Exercise details: Which lines of the data below contain "PipelineConfig"? Please show them all.

========================================================================

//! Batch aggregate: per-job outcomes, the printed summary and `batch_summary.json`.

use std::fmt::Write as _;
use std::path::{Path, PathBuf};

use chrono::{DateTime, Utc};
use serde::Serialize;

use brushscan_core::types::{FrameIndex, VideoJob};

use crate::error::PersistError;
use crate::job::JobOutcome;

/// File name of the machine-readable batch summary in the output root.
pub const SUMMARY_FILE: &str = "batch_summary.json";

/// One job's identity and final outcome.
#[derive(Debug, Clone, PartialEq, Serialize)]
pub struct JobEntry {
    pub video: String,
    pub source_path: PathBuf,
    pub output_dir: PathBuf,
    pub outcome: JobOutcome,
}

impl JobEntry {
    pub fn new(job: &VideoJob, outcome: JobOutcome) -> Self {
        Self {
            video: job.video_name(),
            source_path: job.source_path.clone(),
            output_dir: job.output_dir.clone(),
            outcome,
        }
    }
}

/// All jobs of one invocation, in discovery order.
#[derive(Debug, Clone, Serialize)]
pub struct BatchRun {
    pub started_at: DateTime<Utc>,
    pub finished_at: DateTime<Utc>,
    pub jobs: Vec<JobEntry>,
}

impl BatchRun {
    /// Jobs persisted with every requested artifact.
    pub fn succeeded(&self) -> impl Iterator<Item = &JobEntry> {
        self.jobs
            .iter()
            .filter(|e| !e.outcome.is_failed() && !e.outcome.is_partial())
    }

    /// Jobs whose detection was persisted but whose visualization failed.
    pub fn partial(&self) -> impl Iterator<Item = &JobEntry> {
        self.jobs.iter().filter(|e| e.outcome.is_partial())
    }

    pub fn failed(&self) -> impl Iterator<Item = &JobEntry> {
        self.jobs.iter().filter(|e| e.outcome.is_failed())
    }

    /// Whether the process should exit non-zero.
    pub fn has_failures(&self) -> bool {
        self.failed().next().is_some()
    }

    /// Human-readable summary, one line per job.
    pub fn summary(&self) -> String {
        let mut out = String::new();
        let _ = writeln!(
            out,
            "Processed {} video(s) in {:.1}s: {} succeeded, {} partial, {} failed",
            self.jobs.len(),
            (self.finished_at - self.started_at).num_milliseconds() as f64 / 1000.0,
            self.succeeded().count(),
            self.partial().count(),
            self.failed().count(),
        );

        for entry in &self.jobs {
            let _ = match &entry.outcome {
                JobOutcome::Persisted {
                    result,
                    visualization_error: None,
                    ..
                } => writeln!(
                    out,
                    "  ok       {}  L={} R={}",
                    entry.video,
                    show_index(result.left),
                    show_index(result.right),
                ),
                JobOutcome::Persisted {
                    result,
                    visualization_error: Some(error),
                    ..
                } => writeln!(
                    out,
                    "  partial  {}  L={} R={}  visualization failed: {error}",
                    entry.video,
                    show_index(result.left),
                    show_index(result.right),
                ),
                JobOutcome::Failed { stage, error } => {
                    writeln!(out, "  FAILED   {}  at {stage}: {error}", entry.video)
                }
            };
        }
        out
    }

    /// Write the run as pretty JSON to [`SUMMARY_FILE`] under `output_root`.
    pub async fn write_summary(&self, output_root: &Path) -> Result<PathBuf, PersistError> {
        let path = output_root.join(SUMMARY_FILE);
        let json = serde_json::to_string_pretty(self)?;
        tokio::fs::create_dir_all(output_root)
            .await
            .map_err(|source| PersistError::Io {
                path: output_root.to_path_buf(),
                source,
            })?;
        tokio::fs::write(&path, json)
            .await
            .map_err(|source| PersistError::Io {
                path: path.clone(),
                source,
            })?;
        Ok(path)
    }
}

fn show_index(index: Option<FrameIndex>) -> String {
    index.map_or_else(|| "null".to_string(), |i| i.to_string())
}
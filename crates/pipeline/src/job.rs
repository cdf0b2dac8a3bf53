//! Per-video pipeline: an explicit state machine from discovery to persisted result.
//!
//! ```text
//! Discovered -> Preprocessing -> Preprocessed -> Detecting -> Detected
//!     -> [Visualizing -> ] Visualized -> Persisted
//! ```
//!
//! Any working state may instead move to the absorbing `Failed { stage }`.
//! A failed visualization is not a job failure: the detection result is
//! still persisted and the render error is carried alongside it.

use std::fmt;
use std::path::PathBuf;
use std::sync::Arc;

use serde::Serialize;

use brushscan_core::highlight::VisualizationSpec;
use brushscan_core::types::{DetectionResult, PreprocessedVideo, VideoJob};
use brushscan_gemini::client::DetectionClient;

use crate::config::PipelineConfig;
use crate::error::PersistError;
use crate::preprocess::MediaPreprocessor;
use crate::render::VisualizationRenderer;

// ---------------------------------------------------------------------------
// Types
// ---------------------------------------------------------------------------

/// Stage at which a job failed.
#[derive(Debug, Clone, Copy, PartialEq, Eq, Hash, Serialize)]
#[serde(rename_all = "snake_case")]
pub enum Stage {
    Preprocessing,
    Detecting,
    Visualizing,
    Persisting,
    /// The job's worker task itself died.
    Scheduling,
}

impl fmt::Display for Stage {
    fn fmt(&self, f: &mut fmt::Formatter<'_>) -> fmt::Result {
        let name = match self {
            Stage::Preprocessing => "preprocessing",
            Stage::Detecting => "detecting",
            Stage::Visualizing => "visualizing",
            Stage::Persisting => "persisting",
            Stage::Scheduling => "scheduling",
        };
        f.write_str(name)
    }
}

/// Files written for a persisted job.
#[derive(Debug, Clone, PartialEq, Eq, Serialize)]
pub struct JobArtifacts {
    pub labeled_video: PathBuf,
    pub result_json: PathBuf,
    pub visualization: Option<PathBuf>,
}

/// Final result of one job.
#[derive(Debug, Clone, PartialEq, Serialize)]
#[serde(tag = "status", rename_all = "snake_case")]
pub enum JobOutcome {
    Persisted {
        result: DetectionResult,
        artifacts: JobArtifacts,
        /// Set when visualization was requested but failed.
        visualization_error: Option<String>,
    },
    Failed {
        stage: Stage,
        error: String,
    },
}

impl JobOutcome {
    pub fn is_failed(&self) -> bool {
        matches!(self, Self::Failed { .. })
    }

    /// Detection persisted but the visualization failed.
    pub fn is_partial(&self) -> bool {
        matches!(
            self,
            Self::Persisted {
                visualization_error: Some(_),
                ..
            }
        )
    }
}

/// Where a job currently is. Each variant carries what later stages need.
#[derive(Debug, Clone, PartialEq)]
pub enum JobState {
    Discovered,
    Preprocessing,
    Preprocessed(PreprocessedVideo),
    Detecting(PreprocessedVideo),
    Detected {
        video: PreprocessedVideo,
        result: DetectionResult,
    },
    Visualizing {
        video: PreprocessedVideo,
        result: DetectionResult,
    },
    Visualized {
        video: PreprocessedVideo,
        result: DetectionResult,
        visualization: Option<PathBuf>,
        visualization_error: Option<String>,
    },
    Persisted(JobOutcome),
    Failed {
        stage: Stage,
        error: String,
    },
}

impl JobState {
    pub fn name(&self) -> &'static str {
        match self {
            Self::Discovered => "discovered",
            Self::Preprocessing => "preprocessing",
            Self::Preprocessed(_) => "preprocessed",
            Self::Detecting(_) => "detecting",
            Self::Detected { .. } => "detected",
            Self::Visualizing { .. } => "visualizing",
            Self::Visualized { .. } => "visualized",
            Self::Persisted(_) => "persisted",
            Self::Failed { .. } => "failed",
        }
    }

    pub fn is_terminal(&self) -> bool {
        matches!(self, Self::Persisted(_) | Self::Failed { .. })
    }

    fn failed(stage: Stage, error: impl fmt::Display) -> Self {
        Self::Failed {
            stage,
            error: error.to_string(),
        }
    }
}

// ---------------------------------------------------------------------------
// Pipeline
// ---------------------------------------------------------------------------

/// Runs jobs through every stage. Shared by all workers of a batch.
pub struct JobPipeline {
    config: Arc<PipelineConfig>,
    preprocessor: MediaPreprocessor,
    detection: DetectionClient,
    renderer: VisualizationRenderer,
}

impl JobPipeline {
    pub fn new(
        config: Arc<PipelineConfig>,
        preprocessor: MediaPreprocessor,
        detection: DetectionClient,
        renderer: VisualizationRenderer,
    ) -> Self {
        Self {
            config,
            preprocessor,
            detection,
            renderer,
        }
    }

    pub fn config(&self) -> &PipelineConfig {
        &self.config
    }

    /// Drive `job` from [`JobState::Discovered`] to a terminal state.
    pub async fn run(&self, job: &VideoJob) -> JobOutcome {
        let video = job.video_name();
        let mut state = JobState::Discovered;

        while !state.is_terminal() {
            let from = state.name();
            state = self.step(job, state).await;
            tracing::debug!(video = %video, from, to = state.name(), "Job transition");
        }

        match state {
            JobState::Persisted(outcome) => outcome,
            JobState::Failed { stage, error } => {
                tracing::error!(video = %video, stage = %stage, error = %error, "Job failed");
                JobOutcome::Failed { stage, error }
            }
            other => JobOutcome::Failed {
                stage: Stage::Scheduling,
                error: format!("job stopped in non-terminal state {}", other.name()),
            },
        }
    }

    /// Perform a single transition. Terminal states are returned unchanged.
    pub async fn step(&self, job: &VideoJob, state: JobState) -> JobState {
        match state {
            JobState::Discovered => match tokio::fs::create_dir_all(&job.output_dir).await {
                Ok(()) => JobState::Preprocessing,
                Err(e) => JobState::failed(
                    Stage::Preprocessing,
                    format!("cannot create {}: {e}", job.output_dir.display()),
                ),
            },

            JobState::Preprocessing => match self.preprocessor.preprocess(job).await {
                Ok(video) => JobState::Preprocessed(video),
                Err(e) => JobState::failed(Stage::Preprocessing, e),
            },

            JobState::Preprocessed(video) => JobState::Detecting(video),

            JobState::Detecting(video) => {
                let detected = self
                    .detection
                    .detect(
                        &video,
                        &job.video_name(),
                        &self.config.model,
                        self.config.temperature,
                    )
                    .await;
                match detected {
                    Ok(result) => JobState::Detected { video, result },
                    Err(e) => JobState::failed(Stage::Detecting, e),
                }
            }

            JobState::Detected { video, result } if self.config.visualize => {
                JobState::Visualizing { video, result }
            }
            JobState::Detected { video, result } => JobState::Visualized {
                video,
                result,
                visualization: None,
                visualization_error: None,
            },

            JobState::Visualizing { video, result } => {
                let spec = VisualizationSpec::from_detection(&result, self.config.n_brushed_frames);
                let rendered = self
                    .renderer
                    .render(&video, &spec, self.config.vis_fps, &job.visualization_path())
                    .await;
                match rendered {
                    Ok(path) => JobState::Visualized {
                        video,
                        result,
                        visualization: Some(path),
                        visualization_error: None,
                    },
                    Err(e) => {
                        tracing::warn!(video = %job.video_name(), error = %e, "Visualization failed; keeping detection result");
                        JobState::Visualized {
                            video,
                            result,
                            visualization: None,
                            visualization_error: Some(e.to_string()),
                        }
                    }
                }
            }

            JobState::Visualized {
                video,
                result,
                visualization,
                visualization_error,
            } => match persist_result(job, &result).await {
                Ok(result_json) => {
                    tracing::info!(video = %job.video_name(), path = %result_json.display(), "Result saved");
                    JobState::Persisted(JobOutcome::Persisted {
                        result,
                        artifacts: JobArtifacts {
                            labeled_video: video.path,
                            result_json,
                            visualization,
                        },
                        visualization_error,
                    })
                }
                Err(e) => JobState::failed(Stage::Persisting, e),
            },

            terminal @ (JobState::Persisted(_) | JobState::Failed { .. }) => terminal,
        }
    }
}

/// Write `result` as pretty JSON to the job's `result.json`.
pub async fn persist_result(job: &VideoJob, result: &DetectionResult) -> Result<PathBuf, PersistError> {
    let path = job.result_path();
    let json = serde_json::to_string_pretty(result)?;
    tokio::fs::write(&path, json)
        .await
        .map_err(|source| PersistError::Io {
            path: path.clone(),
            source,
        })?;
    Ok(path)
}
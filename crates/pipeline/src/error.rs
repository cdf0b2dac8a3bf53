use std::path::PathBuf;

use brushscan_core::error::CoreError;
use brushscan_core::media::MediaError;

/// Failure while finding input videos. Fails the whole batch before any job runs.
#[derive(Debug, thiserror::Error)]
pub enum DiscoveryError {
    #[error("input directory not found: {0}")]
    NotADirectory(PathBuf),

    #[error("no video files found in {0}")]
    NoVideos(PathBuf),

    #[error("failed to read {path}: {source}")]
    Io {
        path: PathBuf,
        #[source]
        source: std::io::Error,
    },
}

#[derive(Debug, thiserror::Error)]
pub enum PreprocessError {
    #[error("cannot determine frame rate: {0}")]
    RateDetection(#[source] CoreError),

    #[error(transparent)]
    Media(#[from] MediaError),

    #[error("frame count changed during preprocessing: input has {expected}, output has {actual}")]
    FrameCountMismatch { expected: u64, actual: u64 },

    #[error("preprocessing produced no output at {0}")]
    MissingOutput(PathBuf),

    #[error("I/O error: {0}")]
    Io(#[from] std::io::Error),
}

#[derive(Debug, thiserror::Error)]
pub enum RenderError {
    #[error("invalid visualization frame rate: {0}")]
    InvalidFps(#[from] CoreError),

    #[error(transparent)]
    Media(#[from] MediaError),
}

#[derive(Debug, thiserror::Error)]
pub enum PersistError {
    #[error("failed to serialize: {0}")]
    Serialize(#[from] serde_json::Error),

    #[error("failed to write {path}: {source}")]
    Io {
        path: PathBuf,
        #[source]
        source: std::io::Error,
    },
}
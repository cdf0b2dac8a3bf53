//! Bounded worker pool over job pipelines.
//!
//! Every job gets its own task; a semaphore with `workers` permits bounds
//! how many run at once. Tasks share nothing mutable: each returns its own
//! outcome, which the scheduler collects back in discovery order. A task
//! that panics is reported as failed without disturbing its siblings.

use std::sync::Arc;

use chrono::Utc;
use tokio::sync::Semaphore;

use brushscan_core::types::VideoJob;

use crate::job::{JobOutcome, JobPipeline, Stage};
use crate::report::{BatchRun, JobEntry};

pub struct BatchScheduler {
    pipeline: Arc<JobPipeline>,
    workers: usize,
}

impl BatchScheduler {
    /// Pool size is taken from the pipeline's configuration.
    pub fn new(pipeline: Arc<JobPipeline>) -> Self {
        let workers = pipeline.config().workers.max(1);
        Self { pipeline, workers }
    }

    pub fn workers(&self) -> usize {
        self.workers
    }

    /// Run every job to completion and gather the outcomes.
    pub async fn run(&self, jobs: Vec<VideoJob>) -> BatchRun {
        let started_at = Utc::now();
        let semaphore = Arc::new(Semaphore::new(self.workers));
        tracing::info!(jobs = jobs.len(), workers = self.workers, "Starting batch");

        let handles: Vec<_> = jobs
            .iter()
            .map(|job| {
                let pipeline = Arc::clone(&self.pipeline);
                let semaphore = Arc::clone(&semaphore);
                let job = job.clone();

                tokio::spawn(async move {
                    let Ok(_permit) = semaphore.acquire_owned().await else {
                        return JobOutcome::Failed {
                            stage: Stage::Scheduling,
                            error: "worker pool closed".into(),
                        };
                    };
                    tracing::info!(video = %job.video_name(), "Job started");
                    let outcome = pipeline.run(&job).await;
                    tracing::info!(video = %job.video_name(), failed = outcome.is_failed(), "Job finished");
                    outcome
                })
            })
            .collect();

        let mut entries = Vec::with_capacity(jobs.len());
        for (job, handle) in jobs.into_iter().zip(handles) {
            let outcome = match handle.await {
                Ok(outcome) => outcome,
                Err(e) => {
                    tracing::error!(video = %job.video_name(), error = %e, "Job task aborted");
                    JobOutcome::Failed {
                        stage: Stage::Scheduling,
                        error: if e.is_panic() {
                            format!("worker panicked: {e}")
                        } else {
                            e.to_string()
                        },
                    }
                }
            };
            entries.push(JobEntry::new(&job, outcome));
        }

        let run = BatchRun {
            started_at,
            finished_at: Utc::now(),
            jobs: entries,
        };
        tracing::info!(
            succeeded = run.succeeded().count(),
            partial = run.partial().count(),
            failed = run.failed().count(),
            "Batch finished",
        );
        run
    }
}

========================================================================

Output of the task:
use crate::config::PipelineConfig;
    config: Arc<PipelineConfig>,
        config: Arc<PipelineConfig>,
    pub fn config(&self) -> &PipelineConfig {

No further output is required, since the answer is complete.